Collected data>
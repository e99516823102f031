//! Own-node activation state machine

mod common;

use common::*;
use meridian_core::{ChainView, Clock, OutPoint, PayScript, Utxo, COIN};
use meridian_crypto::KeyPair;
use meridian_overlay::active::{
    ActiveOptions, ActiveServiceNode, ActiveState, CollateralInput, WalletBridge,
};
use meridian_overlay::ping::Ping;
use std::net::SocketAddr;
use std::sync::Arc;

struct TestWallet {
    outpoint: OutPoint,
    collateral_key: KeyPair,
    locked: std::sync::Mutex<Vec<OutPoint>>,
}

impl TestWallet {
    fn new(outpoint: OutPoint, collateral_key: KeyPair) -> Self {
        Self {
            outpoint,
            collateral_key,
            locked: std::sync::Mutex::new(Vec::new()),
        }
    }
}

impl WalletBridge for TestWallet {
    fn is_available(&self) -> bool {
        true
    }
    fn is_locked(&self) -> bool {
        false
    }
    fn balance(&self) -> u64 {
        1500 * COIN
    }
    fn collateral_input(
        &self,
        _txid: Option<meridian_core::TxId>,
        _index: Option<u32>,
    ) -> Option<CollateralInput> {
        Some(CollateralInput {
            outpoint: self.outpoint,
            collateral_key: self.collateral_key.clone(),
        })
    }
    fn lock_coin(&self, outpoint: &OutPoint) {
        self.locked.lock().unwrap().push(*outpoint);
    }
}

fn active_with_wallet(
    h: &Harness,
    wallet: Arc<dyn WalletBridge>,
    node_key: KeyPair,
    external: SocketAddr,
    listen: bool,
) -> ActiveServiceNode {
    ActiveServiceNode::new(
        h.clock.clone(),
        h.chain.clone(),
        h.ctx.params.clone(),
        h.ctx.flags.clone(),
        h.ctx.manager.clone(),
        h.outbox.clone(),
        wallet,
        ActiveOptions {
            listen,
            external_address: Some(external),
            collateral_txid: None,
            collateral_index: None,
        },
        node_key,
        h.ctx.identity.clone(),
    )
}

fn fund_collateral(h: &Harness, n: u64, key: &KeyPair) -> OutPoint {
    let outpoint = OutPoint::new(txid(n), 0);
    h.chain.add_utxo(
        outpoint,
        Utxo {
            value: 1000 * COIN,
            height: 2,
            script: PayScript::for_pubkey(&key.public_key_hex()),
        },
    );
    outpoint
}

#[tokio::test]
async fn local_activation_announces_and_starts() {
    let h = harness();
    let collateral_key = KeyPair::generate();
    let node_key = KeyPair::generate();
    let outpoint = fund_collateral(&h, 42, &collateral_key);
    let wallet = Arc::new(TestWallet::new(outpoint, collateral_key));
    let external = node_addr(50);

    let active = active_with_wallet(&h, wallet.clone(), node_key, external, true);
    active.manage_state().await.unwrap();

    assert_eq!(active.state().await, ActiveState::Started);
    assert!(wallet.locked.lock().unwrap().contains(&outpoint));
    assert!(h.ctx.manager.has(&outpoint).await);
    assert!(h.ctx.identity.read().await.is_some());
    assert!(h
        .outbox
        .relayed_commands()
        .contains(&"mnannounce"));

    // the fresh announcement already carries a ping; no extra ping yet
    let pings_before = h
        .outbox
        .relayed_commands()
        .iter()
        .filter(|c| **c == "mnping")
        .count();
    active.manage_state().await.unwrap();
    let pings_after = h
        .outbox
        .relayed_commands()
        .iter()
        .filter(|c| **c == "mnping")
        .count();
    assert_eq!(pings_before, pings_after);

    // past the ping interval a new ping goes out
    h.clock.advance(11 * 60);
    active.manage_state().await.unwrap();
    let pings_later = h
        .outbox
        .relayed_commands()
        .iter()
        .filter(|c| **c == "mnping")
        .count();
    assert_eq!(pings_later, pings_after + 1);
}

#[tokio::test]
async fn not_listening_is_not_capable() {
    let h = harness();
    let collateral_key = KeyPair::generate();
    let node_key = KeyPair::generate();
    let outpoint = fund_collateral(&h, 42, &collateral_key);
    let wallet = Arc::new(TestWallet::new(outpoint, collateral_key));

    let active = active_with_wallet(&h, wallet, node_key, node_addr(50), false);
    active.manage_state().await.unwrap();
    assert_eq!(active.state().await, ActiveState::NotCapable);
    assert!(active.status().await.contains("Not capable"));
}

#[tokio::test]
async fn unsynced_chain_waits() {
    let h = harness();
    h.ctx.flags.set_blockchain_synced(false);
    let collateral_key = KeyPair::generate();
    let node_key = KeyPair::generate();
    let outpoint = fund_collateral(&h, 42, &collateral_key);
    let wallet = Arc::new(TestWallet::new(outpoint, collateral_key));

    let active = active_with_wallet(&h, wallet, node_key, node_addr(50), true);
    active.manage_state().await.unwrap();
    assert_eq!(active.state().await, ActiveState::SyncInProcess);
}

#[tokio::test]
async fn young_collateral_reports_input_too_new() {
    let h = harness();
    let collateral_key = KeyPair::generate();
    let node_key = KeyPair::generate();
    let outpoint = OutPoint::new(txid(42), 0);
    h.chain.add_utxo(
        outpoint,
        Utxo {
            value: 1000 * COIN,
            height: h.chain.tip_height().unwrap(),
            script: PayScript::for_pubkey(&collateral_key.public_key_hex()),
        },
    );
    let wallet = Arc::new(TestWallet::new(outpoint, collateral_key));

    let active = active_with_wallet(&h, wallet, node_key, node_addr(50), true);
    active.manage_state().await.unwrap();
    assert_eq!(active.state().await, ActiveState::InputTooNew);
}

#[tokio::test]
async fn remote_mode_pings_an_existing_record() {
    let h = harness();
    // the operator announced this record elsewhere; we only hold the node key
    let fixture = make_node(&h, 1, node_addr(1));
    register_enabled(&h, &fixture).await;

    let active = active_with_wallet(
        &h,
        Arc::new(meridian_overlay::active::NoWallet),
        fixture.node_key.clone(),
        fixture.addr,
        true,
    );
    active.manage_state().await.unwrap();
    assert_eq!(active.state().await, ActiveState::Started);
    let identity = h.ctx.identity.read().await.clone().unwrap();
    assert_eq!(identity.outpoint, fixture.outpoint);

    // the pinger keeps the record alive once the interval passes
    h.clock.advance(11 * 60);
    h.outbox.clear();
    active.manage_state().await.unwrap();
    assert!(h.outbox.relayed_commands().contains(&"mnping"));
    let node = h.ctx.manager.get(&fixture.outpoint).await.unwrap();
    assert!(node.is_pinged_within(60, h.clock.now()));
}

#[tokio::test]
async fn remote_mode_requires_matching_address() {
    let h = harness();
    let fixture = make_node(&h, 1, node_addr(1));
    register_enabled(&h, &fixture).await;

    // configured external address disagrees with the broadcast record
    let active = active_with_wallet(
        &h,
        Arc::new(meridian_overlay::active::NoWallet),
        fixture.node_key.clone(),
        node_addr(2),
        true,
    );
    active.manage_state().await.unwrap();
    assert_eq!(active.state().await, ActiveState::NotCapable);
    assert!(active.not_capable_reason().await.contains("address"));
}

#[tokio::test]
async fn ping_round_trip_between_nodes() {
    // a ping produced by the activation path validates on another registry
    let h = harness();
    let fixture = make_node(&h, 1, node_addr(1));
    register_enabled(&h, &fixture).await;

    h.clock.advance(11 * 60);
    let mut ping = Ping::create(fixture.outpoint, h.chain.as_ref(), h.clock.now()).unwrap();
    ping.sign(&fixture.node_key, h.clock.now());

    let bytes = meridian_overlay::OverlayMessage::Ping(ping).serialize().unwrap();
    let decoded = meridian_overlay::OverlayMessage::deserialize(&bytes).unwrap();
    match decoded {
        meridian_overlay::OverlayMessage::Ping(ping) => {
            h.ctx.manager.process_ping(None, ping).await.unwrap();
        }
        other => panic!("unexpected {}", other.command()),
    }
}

YOUR ASSIGNMENT>
Using the records above, report each line that contains the word "bytes" by copying it.

ANSWER SPACE>
    let bytes = meridian_overlay::OverlayMessage::Ping(ping).serialize().unwrap();
    let decoded = meridian_overlay::OverlayMessage::deserialize(&bytes).unwrap();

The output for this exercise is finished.